県バス・タクシー協会加盟のタクシーのうち、法人が所有する1288台の約4割が、タクシー強盗の予防対策として今年度末までに運転席の仕切り板を設置する見通しであることが分かった。(遠藤信葉)
同協会は56法人と個人1組合が加盟。「コミュニケーションに支障が出る」と設置をためらう会社が多く、昨年3月現在で仕切り板を設置しているのは338台(26・2%)と、全国平均の50・5%を大きく下回っていた。しかし、全国でタクシー強盗が続発し、設置に踏み切る会社が増えた。
佐賀市の佐賀タクシーでは、約10年前に同市でタクシー強盗が起きたのをきっかけに、所有する68台のうち介護タクシーやハイヤーなど一部を除く約8割に仕切り板を設置している。ハイヤーなども含め、全車に全地球測位システム(GPS)と連動した緊急通報装置を装備。スイッチを押すと天井の防犯灯が点滅し、無線室で車内のやりとりも聞ける。

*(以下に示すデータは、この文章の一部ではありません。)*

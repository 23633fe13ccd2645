//! Kaplan-Meier survival by group
//!
//! Non-parametric survival curves of the adult lifespan, computed per group of
//! subjects. The grouping key is arbitrary: the full treatment cell, one
//! factor, or anything else derived from a [`SurvivalSubject`].
//!
//! Durations used here are the effective durations of the interval dataset,
//! so zero-duration subjects promoted to half a day are counted at 0.5 days
//! and excluded ones are absent. Every subject died, so there is no
//! censoring in lab data; the curves still handle it for generality.
//!
//! # Examples
//!
//! ```
//! use mothsurv_analysis::{
//!     duration::survival_subjects,
//!     interval::{IntervalDataset, ZeroDurationPolicy},
//!     simulate::{SimulationConfig, simulate},
//!     survival::{SurvivalStatsMap, TreatmentGroup},
//! };
//! use rand::SeedableRng;
//!
//! let dataset = simulate(&SimulationConfig::default(), &mut rand_pcg::Pcg64::seed_from_u64(1));
//! let intervals = IntervalDataset::from_subjects(&survival_subjects(&dataset), ZeroDurationPolicy::HalfDay);
//!
//! let by_cell = SurvivalStatsMap::collect_by_group(&intervals, TreatmentGroup::of);
//! assert_eq!(by_cell.map.len(), 24);
//! for (group, stats) in &by_cell.map {
//!     assert!(stats.median_km.is_some(), "{group}");
//! }
//! ```

use std::{collections::BTreeMap, fmt, io};

use serde::Serialize;

use mothsurv_stats::survival::KaplanMeierCurve;

use crate::{
    duration::SurvivalSubject,
    interval::IntervalDataset,
    record::{Sex, Temperature},
    terms::Covariates,
};

/// Survival statistics for one group of subjects.
#[derive(Debug, Clone, Serialize)]
pub struct SurvivalStats {
    pub subjects_count: usize,
    pub censored_count: usize,
    /// Mean duration over all subjects in days.
    pub mean_days: f64,
    /// Kaplan-Meier median survival in days.
    pub median_km: Option<f64>,
    pub km_curve: KaplanMeierCurve,
}

impl SurvivalStats {
    /// Computes statistics from `(duration, is_censored)` pairs.
    #[expect(clippy::cast_precision_loss)]
    #[must_use]
    pub fn from_data(data: &[(f64, bool)]) -> Self {
        let subjects_count = data.len();
        let censored_count = data.iter().filter(|(_, c)| *c).count();
        let mean_days = if data.is_empty() {
            0.0
        } else {
            data.iter().map(|(t, _)| t).sum::<f64>() / data.len() as f64
        };
        let km_curve = KaplanMeierCurve::from_data(data.to_vec());
        let median_km = km_curve.median_survival();
        Self {
            subjects_count,
            censored_count,
            mean_days,
            median_km,
            km_curve,
        }
    }
}

/// Full treatment cell: sex × acclimation × exposure.
#[derive(Debug, Clone, Copy, PartialEq, Eq, PartialOrd, Ord, Hash, Serialize)]
pub struct TreatmentGroup {
    pub sex: Sex,
    pub acclimation: Temperature,
    pub exposure: Temperature,
}

impl TreatmentGroup {
    #[must_use]
    pub fn of<R>(record: &R) -> Self
    where
        R: Covariates,
    {
        Self {
            sex: record.sex(),
            acclimation: record.acclimation(),
            exposure: record.exposure(),
        }
    }
}

impl fmt::Display for TreatmentGroup {
    fn fmt(&self, f: &mut fmt::Formatter<'_>) -> fmt::Result {
        write!(f, "{} acc={} exp={}", self.sex, self.acclimation, self.exposure)
    }
}

#[derive(Debug, Clone, Serialize)]
pub struct SurvivalStatsMap<K>
where
    K: Ord,
{
    pub map: BTreeMap<K, SurvivalStats>,
}

impl<K> SurvivalStatsMap<K>
where
    K: Ord,
{
    /// Groups subjects by `group` and computes Kaplan-Meier statistics per group.
    pub fn collect_by_group<F>(dataset: &IntervalDataset, mut group: F) -> Self
    where
        F: FnMut(&SurvivalSubject) -> K,
    {
        let mut data_map: BTreeMap<K, Vec<(f64, bool)>> = BTreeMap::new();
        let survival_data = dataset.survival_data();
        for (subject, observation) in dataset.subjects().iter().zip(survival_data) {
            data_map.entry(group(subject)).or_default().push(observation);
        }

        Self {
            map: data_map
                .into_iter()
                .map(|(key, data)| (key, SurvivalStats::from_data(&data)))
                .collect(),
        }
    }

    /// Writes every group's curve as plot-ready CSV rows:
    /// `group,time,at_risk,events,survival,std_err,lower,upper`.
    ///
    /// Each curve starts with a `time = 0, survival = 1` row.
    pub fn write_curves_csv<W>(&self, writer: W, conf_level: f64) -> Result<(), csv::Error>
    where
        W: io::Write,
        K: fmt::Display,
    {
        let mut writer = csv::Writer::from_writer(writer);
        writer.write_record([
            "group", "time", "at_risk", "events", "survival", "std_err", "lower", "upper",
        ])?;
        for (key, stats) in &self.map {
            let group = key.to_string();
            let curve = &stats.km_curve;
            writer.write_record([
                group.clone(),
                "0".to_owned(),
                stats.subjects_count.to_string(),
                "0".to_owned(),
                "1".to_owned(),
                "0".to_owned(),
                "1".to_owned(),
                "1".to_owned(),
            ])?;
            let band = curve.confidence_band(conf_level);
            for i in 0..curve.times.len() {
                writer.write_record([
                    group.clone(),
                    curve.times[i].to_string(),
                    curve.at_risk[i].to_string(),
                    curve.events[i].to_string(),
                    format!("{:.6}", curve.survival_prob[i]),
                    format!("{:.6}", curve.std_err[i]),
                    format!("{:.6}", band.lower[i]),
                    format!("{:.6}", band.upper[i]),
                ])?;
            }
        }
        writer.flush()?;
        Ok(())
    }
}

設置率が全国平均を下回っていることについて、県警生活安全企画課は「設置には費用がかかり、常連客の利用しかないなど地域によって事情も異なるので強制はできない。仕切り板は有効な防犯の手段の一つだが、教育の徹底などほかの手段でも防犯対策を講じてほしい」としている。
◆…佐賀署が防犯研修会…◆
佐賀署が今月、管内の協会加盟24事業所を対象に行った防犯対策研修会には、経営者や管理者ら約60人が参加。井原和明・同署生活安全課長が〈1〉始業点検で、異常を知らせる車外防犯灯の操作方法と作動するかどうかの確認をする〈2〉客を乗車させるときは顔を見て声をかける〈3〉長距離移動の際にはこまめに無線連絡する——などの予防対策を説明した。
実際に車両を使っての強盗対応訓練では、犯人役の署員が運転手にナイフを突き付け、「金を出せ」などと脅して羽交い締めにしたが、運転手は防犯灯を点灯し、冷静に対応した。
県警刑事企画課によると、過去10年間に県内で発生したタクシー強盗は6件。うち2件が強盗致傷事件という。